Work order - Whichever lines of the entries hold the word "endpoints" should be identified and copied.
Entries supplied section start
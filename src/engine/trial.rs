use reqwest::Client;
use std::future::Future;
use std::time::Instant;
use tokio::task::JoinSet;
use tracing::{debug, warn};

use super::download::download;
use super::types::{DownloadResult, Endpoint, SpeedTestConfig, TrialMeasurement};

/// Run one measurement trial: fan out concurrent downloads across all
/// endpoints, wait for every task, and convert the aggregate to Mbps.
pub async fn run_trial(
    client: &Client,
    endpoints: &[Endpoint],
    config: &SpeedTestConfig,
) -> TrialMeasurement {
    let client = client.clone();
    let deadline = config.trial_timeout;
    run_trial_with(endpoints, config.streams_per_url, move |url| {
        let client = client.clone();
        async move { download(&client, &url, deadline).await }
    })
    .await
}

/// The fan-out/fan-in core, generic over the download so tests can
/// substitute fakes.
///
/// Launches `streams_per_url` tasks per endpoint and joins all of them
/// before reading the clock again: the measured window spans the whole
/// concurrent transfer, which is what aggregate throughput means here.
/// Each task returns its own immutable result and the byte counts are
/// merged on this task only, after the barrier, so no accumulator is
/// ever shared. Failed downloads contribute their partial byte counts.
pub(crate) async fn run_trial_with<F, Fut>(
    endpoints: &[Endpoint],
    streams_per_url: u32,
    fetch: F,
) -> TrialMeasurement
where
    F: Fn(Endpoint) -> Fut,
    Fut: Future<Output = DownloadResult> + Send + 'static,
{
    let start = Instant::now();

    let mut tasks = JoinSet::new();
    for _ in 0..streams_per_url {
        for url in endpoints {
            tasks.spawn(fetch(url.clone()));
        }
    }

    let mut total_bytes: u64 = 0;
    let mut failures: u32 = 0;
    while let Some(joined) = tasks.join_next().await {
        match joined {
            Ok(result) => {
                total_bytes += result.bytes;
                if !result.succeeded {
                    failures += 1;
                }
            }
            Err(e) => {
                warn!("Download task panicked: {e}");
                failures += 1;
            }
        }
    }

    let elapsed_secs = start.elapsed().as_secs_f64();
    if failures > 0 {
        debug!("{failures} of this trial's downloads did not complete cleanly");
    }
    TrialMeasurement::new(total_bytes, elapsed_secs)
}

#[cfg(test)]
mod tests {
    use super::*;
    use std::sync::atomic::{AtomicU32, Ordering};
    use std::sync::Arc;
    use std::time::Duration;

    fn endpoints(n: usize) -> Vec<Endpoint> {
        (0..n).map(|i| format!("ep-{i}")).collect()
    }

    #[tokio::test]
    async fn empty_endpoint_list_launches_nothing() {
        let spawned = Arc::new(AtomicU32::new(0));
        let counter = spawned.clone();
        let m = run_trial_with(&[], 5, move |_url| {
            counter.fetch_add(1, Ordering::SeqCst);
            async {
                DownloadResult {
                    bytes: 1,
                    succeeded: true,
                }
            }
        })
        .await;
        assert_eq!(spawned.load(Ordering::SeqCst), 0);
        assert_eq!(m.total_bytes, 0);
        assert_eq!(m.mbps, 0.0);
    }

    #[tokio::test]
    async fn sums_bytes_regardless_of_completion_order() {
        // Staggered delays so tasks finish in a scrambled order.
        let delays_ms = [40u64, 5, 25, 10];
        let m = run_trial_with(&endpoints(4), 1, move |url| async move {
            let idx: usize = url.rsplit('-').next().unwrap().parse().unwrap();
            tokio::time::sleep(Duration::from_millis(delays_ms[idx])).await;
            DownloadResult {
                bytes: 10_000,
                succeeded: true,
            }
        })
        .await;
        assert_eq!(m.total_bytes, 40_000);
    }

    #[tokio::test]
    async fn failed_download_contributes_its_partial_bytes() {
        let eps = vec!["ok".to_string(), "broken".to_string()];
        let m = run_trial_with(&eps, 1, |url| async move {
            if url == "broken" {
                DownloadResult {
                    bytes: 1_234,
                    succeeded: false,
                }
            } else {
                DownloadResult {
                    bytes: 10_000,
                    succeeded: true,
                }
            }
        })
        .await;
        assert_eq!(m.total_bytes, 11_234);
    }

    #[tokio::test]
    async fn replication_multiplies_the_task_count() {
        let spawned = Arc::new(AtomicU32::new(0));
        let counter = spawned.clone();
        let m = run_trial_with(&endpoints(2), 3, move |_url| {
            counter.fetch_add(1, Ordering::SeqCst);
            async {
                DownloadResult {
                    bytes: 100,
                    succeeded: true,
                }
            }
        })
        .await;
        assert_eq!(spawned.load(Ordering::SeqCst), 6);
        assert_eq!(m.total_bytes, 600);
    }

    #[tokio::test]
    async fn elapsed_spans_the_slowest_task() {
        let m = run_trial_with(&endpoints(3), 1, |url| async move {
            let idx: u64 = url.rsplit('-').next().unwrap().parse().unwrap();
            tokio::time::sleep(Duration::from_millis(20 * (idx + 1))).await;
            DownloadResult {
                bytes: 1_000_000,
                succeeded: true,
            }
        })
        .await;
        // Slowest task sleeps 60 ms; the window must cover it.
        assert!(m.elapsed_secs >= 0.06);
        assert!(m.mbps > 0.0);
    }
}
Entries supplied section end
Response to this task -
/// endpoints, wait for every task, and convert the aggregate to Mbps.
    endpoints: &[Endpoint],
    run_trial_with(endpoints, config.streams_per_url, move |url| {
    endpoints: &[Endpoint],
        for url in endpoints {
    fn endpoints(n: usize) -> Vec<Endpoint> {
        let m = run_trial_with(&endpoints(4), 1, move |url| async move {
        let m = run_trial_with(&endpoints(2), 3, move |_url| {
        let m = run_trial_with(&endpoints(3), 1, |url| async move {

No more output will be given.